David avows that the rich man must pay a restitution of four lambs for the one he stole from the poor man according to the Law (Exodus 22:1). Further, however, he also demands the rich man’s life. The Mosaic Law does not provide such hash penalty for property theft, though it does for kidnapping (Exodus 21:16). However, David probably saw this offence in that light—it is equivalent to kidnapping and murder. To David, the poor man deserved justice, and the rich man’s behavior deserved restitution and death.

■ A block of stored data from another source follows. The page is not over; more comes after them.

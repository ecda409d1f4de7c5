//! Pluggable language backends
//!
//! Every embedded language is reached through the [`LanguageEngine`]
//! capability trait. Engines are loaded lazily by the [`Registry`], which
//! also captures the buffer-scoped variables each engine declares.

mod bracket;
mod registry;
mod script;
mod stylesheet;

use std::ops::Range;

use crate::locals::{Bindings, Value};
use crate::syntax::Span;

pub use bracket::BracketEngine;
pub use registry::{builtin_specs, register_backend, Backend, BackendSpec, Registry};
pub use script::{find_definition, javascript_engine, typescript_engine};
pub use stylesheet::{css_engine, cycle_color_format, scss_engine};

/// Index of a backend in its registry
#[derive(Debug, Clone, Copy, PartialEq, Eq, Hash, PartialOrd, Ord)]
pub struct BackendId(pub usize);

/// Language tag carried by every buffer position
#[derive(Debug, Clone, Copy, PartialEq, Eq, Hash, Default)]
pub enum Tag {
    /// Host markup
    #[default]
    Host,
    /// Region handled by an embedded language backend
    Lang(BackendId),
}

impl Tag {
    pub fn backend(self) -> Option<BackendId> {
        match self {
            Tag::Host => None,
            Tag::Lang(id) => Some(id),
        }
    }

    pub fn is_host(self) -> bool {
        self == Tag::Host
    }
}

/// Lexical class applied by a backend's propertize hook
#[derive(Debug, Clone, Copy, PartialEq, Eq, Default)]
pub enum Syntax {
    #[default]
    Code,
    /// String or comment text, opaque to bracket matching
    Literal,
}

/// Key bindings contributed by a language
#[derive(Debug, Clone, Copy)]
pub struct Keymap {
    pub name: &'static str,
    bindings: &'static [(&'static str, &'static str)],
}

impl Keymap {
    pub const fn new(name: &'static str, bindings: &'static [(&'static str, &'static str)]) -> Self {
        Self { name, bindings }
    }

    /// Command bound to a key sequence
    pub fn lookup(&self, key: &str) -> Option<&'static str> {
        self.bindings
            .iter()
            .find(|(k, _)| *k == key)
            .map(|(_, command)| *command)
    }

    /// Every command name the keymap binds
    pub fn commands(&self) -> impl Iterator<Item = &'static str> {
        let bindings: &'static [(&'static str, &'static str)] = self.bindings;
        bindings.iter().map(|(_, command)| *command)
    }
}

/// Lexical rules a backend exposes for bracket matching and literals
#[derive(Debug, Clone, Copy)]
pub struct SyntaxTable {
    /// Characters that open and close string literals
    pub string_quotes: &'static [char],
    /// Quote characters whose strings may span lines
    pub multiline_quotes: &'static [char],
    pub escape: char,
    pub line_comment: Option<&'static str>,
    pub block_comment: Option<(&'static str, &'static str)>,
    pub open_brackets: &'static str,
    pub close_brackets: &'static str,
}

impl SyntaxTable {
    /// Ranges of string and comment text inside `range`
    ///
    /// Unterminated literals run to the end of `range`.
    pub fn literals(&self, text: &str, range: Range<usize>) -> Vec<Range<usize>> {
        let end = range.end.min(text.len());
        let mut out = Vec::new();
        let mut i = range.start.min(end);

        while i < end {
            let rest = &text[i..end];

            if let Some(marker) = self.line_comment.filter(|m| rest.starts_with(*m)) {
                let stop = rest[marker.len()..]
                    .find('\n')
                    .map_or(end, |n| i + marker.len() + n);
                out.push(i..stop);
                i = stop;
                continue;
            }

            if let Some((open, close)) = self.block_comment.filter(|(o, _)| rest.starts_with(*o)) {
                let stop = rest[open.len()..]
                    .find(close)
                    .map_or(end, |n| i + open.len() + n + close.len());
                out.push(i..stop);
                i = stop;
                continue;
            }

            let Some(c) = rest.chars().next() else {
                break;
            };
            if self.string_quotes.contains(&c) {
                let stop = self.string_end(text, i + c.len_utf8(), end, c);
                out.push(i..stop);
                i = stop;
                continue;
            }
            i += c.len_utf8();
        }

        out
    }

    fn string_end(&self, text: &str, from: usize, end: usize, quote: char) -> usize {
        let multiline = self.multiline_quotes.contains(&quote);
        let mut escaped = false;
        for (offset, c) in text[from..end].char_indices() {
            if escaped {
                escaped = false;
            } else if c == self.escape {
                escaped = true;
            } else if c == quote {
                return from + offset + c.len_utf8();
            } else if c == '\n' && !multiline {
                return from + offset;
            }
        }
        end
    }

    /// Bracket depth at `pos`, ignoring text inside `literals`
    pub fn depth_at(&self, text: &str, pos: usize, literals: &[Range<usize>]) -> usize {
        let mut depth = 0usize;
        let mut literals = literals.iter().peekable();
        for (i, c) in text[..pos.min(text.len())].char_indices() {
            while literals.peek().is_some_and(|r| r.end <= i) {
                literals.next();
            }
            if literals.peek().is_some_and(|r| r.contains(&i)) {
                continue;
            }
            if self.open_brackets.contains(c) {
                depth += 1;
            } else if self.close_brackets.contains(c) {
                depth = depth.saturating_sub(1);
            }
        }
        depth
    }
}

/// Everything a backend needs to indent one line
///
/// Offsets are relative to `text`, which starts at the region start and
/// runs to the end of the buffer.
#[derive(Debug)]
pub struct IndentRequest<'a> {
    pub text: &'a str,
    /// Start of the line being indented
    pub line_start: usize,
    /// Outer indentation context: the column the region body is anchored to
    pub outer: usize,
    /// String and comment ranges before `line_start`, sorted
    pub literals: &'a [Range<usize>],
    /// Buffer-scoped variables with the backend's bindings installed
    pub locals: &'a Bindings,
}

/// Result of fontifying part of a region
#[derive(Debug, Clone, PartialEq, Eq)]
pub struct Fontified {
    pub spans: Vec<Span>,
    /// Range actually fontified, possibly larger than requested
    pub range: Range<usize>,
}

/// Capability interface every embedded language engine implements
pub trait LanguageEngine: Send + Sync {
    fn name(&self) -> &'static str;

    fn syntax_table(&self) -> &SyntaxTable;

    /// Lexical attributes for `range`: string and comment ranges
    fn propertize(&self, text: &str, range: Range<usize>) -> Vec<Range<usize>> {
        self.syntax_table().literals(text, range)
    }

    /// Column for the line at `request.line_start`
    fn indent_line(&self, request: &IndentRequest<'_>) -> usize;

    /// Fontify `range`, reading no further than `bounds`
    fn fontify(&self, text: &str, range: Range<usize>, bounds: Range<usize>, locals: &Bindings) -> Fontified;

    fn keymap(&self) -> &Keymap;

    /// Every buffer-scoped variable this engine sets up
    fn locals(&self) -> Vec<(&'static str, Value)>;
}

David then gives the reason the rich should pay with his life, “because he had no pity.” This Hebrew word for having pity (khamal, khaw– MALL) also means showing compassion or sparing (from death). Even though David says the rich man had no khamal, that is exactly the word Nathan used for the man’s action earlier in the story when he “spared” (v. 4) the animals from his own flock and instead took from the poor man. The rich man has pity for himself and his own possessions, but none for his neighbor. This is exactly David’s offense. Not only did he take Uriah’s wife; he also ordered Uriah killed and showed no compassion to spare him from David’s snowballing sin. Ironically, David was pronouncing his own punishment not realizing he was the person the story was about. Indeed, what he did to Bathsheba and to Uriah deserved death (Leviticus 20:10; Deuteronomy 22:22–24).
It is interesting to note that things have not changed or improved much since Biblical times. The axiom, “the rich get richer, the poor gets poorer” is very much alive today. Injustice is still a common occurrence; the rich stealing from the poor is still a common phenomenon in our society. The rich still extort the poor and the needy; people in positions of authority use their office and position to steal from those who are less rich, and they are even celebrated. There is uninhibited injustice all over the world.

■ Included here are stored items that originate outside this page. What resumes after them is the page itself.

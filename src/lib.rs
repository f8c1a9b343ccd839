//! # digestvec
//!
//! Sorted digest vectors with linear-time set algebra, the reconciliation
//! primitive of a peer-to-peer item-sync protocol.
//!
//! ## Overview
//!
//! Two syncing peers each describe their state as a set of fixed-size
//! content digests ("this is what I have"). Reconciliation is then pure set
//! algebra: what must be fetched is a complement, what both sides agree on
//! is an intersection, and applying a peer's delta is a three-way patch.
//! This crate provides exactly that engine:
//!
//! - [`Digest`]: an opaque [`DIGEST_SIZE`]-byte identifier, ordered
//!   byte-wise lexicographically.
//! - [`DigestVector`]: raw append-order accumulation with an explicit
//!   geometric growth contract and fallible allocation.
//! - [`SortedDigestVector`]: the sorted, duplicate-free type-state on which
//!   union, intersection, difference, complement, and patch are defined.
//!
//! Every set operation is a single forward merge pass over pre-sorted
//! inputs, O(n + m), with no auxiliary indexing structure; the three-operand
//! [`patch`](SortedDigestVector::patch) interleaves all three cursors in one
//! pass instead of composing two binary operations.
//!
//! ## The two-type split
//!
//! Mutation (append, replace) lives on [`DigestVector`], which makes no
//! ordering promise. Queries and set algebra live on [`SortedDigestVector`],
//! which is strictly ascending and unique by construction and can only be
//! obtained through the explicit normalization step
//! [`DigestVector::into_sorted`]. Passing unsorted input to a merge is
//! therefore a compile error, not a runtime contract violation.
//!
//! ## Example
//!
//! ```rust
//! use digestvec::{Digest, DigestVector, DIGEST_SIZE};
//!
//! let digest = |byte: u8| Digest::new([byte; DIGEST_SIZE]);
//!
//! // Accumulate in arrival order, duplicates and all.
//! let mut mine = DigestVector::new();
//! for byte in [3u8, 1, 2, 3] {
//!     mine.append(digest(byte))?;
//! }
//! let mine = mine.into_sorted();
//!
//! // The peer sends its delta: drop 2, add 4.
//! let removals = DigestVector::from_slice(&[digest(2)])?.into_sorted();
//! let additions = DigestVector::from_slice(&[digest(4)])?.into_sorted();
//!
//! let next = mine.patch(&removals, &additions)?;
//! assert_eq!(next.as_slice(), &[digest(1), digest(3), digest(4)]);
//! # Ok::<(), digestvec::Error>(())
//! ```
//!
//! ## Concurrency
//!
//! There is none: both vector types are plain owned values with no locks,
//! no interior mutability, and no async suspension points. Independent
//! reconciliation rounds may run in parallel over independent instances;
//! Rust's borrow rules exclude concurrent mutation of a single instance.

#![forbid(unsafe_code)]
#![warn(missing_docs)]
#![warn(clippy::all)]
#![warn(clippy::pedantic)]
#![warn(clippy::nursery)]

mod digest;
mod error;
mod ops;
mod sorted;
mod vector;

pub use digest::{DIGEST_SIZE, Digest};
pub use error::Error;
pub use sorted::SortedDigestVector;
pub use vector::DigestVector;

7 And Nathan said to David, Thou art the man. Thus saith the LORD God of Israel, I anointed thee king over Israel, and I delivered thee out of the hand of Saul; 8 And I gave thee thy master’s house, and thy master’s wives into thy bosom, and gave thee the house of Israel and of Judah; and if that had been too little, I would moreover have given unto thee such and such things.
The story reaches its climax when Nathan tells David, “Thou art the man.” Through Nathan, the Lord states His case against David. The phrase “Thus saith the LORD God of Israel” signifies the authenticity of Nathan’s message— the charge is directly from the very God whom David is familiar with—the Lord God of Israel. Nathan uses the Jewish personal name of God, Yahweh, who is also the God of Israel referring to the Lord’s covenant relationship with Israel.
The Lord lays His charges against David. He reminds him of the Lord’s goodness to him— He gave him everything he possessed and would have given more. The Lord anointed him king of Israel in place of Saul; the Lord protected him when Saul sought his life. The Lord gave David Saul’s palace, including his wives, as was the custom of the day. So David was at liberty to take his predecessor’s wives. Scripture does not indicate this was a large harem to inherit as Saul had only one wife (1 Samuel 14:50) and one concubine (2 Samuel 3:7), but it was still more than was usual, especially since David already had two wives of his own by this point (1 Samuel 25:42–44).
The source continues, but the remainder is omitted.